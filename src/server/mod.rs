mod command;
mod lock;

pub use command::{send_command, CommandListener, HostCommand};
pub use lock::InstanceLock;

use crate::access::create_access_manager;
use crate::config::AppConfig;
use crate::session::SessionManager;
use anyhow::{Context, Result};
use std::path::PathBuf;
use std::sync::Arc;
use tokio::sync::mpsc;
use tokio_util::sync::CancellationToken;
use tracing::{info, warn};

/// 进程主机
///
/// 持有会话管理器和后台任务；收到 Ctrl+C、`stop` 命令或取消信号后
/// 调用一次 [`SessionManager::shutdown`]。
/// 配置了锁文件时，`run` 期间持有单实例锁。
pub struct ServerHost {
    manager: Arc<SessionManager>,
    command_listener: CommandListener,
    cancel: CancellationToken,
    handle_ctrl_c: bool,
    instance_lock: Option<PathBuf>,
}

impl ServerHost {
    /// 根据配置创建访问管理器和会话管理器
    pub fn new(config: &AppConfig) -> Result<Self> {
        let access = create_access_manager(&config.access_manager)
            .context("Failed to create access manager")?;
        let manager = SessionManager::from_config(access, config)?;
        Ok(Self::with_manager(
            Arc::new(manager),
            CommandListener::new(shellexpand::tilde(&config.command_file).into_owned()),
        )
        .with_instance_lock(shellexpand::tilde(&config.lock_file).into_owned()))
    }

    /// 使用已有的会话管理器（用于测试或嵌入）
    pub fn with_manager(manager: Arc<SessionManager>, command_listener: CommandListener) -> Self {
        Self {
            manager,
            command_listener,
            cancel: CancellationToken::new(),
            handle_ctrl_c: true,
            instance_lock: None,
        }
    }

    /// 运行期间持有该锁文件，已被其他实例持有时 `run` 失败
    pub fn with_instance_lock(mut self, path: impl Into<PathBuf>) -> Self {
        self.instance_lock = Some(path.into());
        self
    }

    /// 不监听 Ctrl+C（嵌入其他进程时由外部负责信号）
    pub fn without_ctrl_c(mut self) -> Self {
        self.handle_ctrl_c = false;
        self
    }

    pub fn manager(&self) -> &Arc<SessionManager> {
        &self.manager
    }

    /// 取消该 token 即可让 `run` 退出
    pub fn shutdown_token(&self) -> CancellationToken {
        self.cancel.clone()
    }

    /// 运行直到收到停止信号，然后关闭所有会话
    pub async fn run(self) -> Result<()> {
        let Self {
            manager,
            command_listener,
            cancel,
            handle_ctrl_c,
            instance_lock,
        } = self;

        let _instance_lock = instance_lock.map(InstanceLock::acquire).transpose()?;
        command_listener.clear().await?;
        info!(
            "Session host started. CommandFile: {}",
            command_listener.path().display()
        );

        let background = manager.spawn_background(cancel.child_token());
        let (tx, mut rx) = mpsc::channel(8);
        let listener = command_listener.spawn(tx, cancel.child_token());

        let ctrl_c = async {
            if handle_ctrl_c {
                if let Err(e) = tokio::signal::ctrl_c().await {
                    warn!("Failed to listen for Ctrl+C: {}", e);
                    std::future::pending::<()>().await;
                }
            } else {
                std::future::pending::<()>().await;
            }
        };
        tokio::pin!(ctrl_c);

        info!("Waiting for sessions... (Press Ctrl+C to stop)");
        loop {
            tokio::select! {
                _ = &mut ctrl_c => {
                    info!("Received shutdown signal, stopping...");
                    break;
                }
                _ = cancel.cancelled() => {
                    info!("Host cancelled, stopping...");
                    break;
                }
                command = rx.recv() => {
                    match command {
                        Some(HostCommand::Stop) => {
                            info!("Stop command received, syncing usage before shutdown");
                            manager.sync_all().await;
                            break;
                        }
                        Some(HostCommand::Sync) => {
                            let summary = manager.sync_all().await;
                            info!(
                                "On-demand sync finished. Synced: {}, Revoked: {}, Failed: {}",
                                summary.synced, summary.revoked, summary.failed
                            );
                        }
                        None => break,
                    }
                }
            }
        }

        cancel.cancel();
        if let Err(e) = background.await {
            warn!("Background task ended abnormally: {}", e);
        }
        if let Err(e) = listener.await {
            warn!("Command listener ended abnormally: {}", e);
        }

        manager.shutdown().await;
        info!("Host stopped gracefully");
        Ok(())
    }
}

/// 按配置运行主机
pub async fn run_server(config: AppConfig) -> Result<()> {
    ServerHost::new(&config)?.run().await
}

**TASK STATEMENT:**
Return each line above precisely as written.

**ANSWER BELOW:**
filename src/server/mod.rs
mod command;
mod lock;

pub use command::{send_command, CommandListener, HostCommand};
pub use lock::InstanceLock;

use crate::access::create_access_manager;
use crate::config::AppConfig;
use crate::session::SessionManager;
use anyhow::{Context, Result};
use std::path::PathBuf;
use std::sync::Arc;
use tokio::sync::mpsc;
use tokio_util::sync::CancellationToken;
use tracing::{info, warn};

/// 进程主机
///
/// 持有会话管理器和后台任务；收到 Ctrl+C、`stop` 命令或取消信号后
/// 调用一次 [`SessionManager::shutdown`]。
/// 配置了锁文件时，`run` 期间持有单实例锁。
pub struct ServerHost {
    manager: Arc<SessionManager>,
    command_listener: CommandListener,
    cancel: CancellationToken,
    handle_ctrl_c: bool,
    instance_lock: Option<PathBuf>,
}

impl ServerHost {
    /// 根据配置创建访问管理器和会话管理器
    pub fn new(config: &AppConfig) -> Result<Self> {
        let access = create_access_manager(&config.access_manager)
            .context("Failed to create access manager")?;
        let manager = SessionManager::from_config(access, config)?;
        Ok(Self::with_manager(
            Arc::new(manager),
            CommandListener::new(shellexpand::tilde(&config.command_file).into_owned()),
        )
        .with_instance_lock(shellexpand::tilde(&config.lock_file).into_owned()))
    }

    /// 使用已有的会话管理器（用于测试或嵌入）
    pub fn with_manager(manager: Arc<SessionManager>, command_listener: CommandListener) -> Self {
        Self {
            manager,
            command_listener,
            cancel: CancellationToken::new(),
            handle_ctrl_c: true,
            instance_lock: None,
        }
    }

    /// 运行期间持有该锁文件，已被其他实例持有时 `run` 失败
    pub fn with_instance_lock(mut self, path: impl Into<PathBuf>) -> Self {
        self.instance_lock = Some(path.into());
        self
    }

    /// 不监听 Ctrl+C（嵌入其他进程时由外部负责信号）
    pub fn without_ctrl_c(mut self) -> Self {
        self.handle_ctrl_c = false;
        self
    }

    pub fn manager(&self) -> &Arc<SessionManager> {
        &self.manager
    }

    /// 取消该 token 即可让 `run` 退出
    pub fn shutdown_token(&self) -> CancellationToken {
        self.cancel.clone()
    }

    /// 运行直到收到停止信号，然后关闭所有会话
    pub async fn run(self) -> Result<()> {
        let Self {
            manager,
            command_listener,
            cancel,
            handle_ctrl_c,
            instance_lock,
        } = self;

        let _instance_lock = instance_lock.map(InstanceLock::acquire).transpose()?;
        command_listener.clear().await?;
        info!(
            "Session host started. CommandFile: {}",
            command_listener.path().display()
        );

        let background = manager.spawn_background(cancel.child_token());
        let (tx, mut rx) = mpsc::channel(8);
        let listener = command_listener.spawn(tx, cancel.child_token());

        let ctrl_c = async {
            if handle_ctrl_c {
                if let Err(e) = tokio::signal::ctrl_c().await {
                    warn!("Failed to listen for Ctrl+C: {}", e);
                    std::future::pending::<()>().await;
                }
            } else {
                std::future::pending::<()>().await;
            }
        };
        tokio::pin!(ctrl_c);

        info!("Waiting for sessions... (Press Ctrl+C to stop)");
        loop {
            tokio::select! {
                _ = &mut ctrl_c => {
                    info!("Received shutdown signal, stopping...");
                    break;
                }
                _ = cancel.cancelled() => {
                    info!("Host cancelled, stopping...");
                    break;
                }
                command = rx.recv() => {
                    match command {
                        Some(HostCommand::Stop) => {
                            info!("Stop command received, syncing usage before shutdown");
                            manager.sync_all().await;
                            break;
                        }
                        Some(HostCommand::Sync) => {
                            let summary = manager.sync_all().await;
                            info!(
                                "On-demand sync finished. Synced: {}, Revoked: {}, Failed: {}",
                                summary.synced, summary.revoked, summary.failed
                            );
                        }
                        None => break,
                    }
                }
            }
        }

        cancel.cancel();
        if let Err(e) = background.await {
            warn!("Background task ended abnormally: {}", e);
        }
        if let Err(e) = listener.await {
            warn!("Command listener ended abnormally: {}", e);
        }

        manager.shutdown().await;
        info!("Host stopped gracefully");
        Ok(())
    }
}

/// 按配置运行主机
pub async fn run_server(config: AppConfig) -> Result<()> {
    ServerHost::new(&config)?.run().await
}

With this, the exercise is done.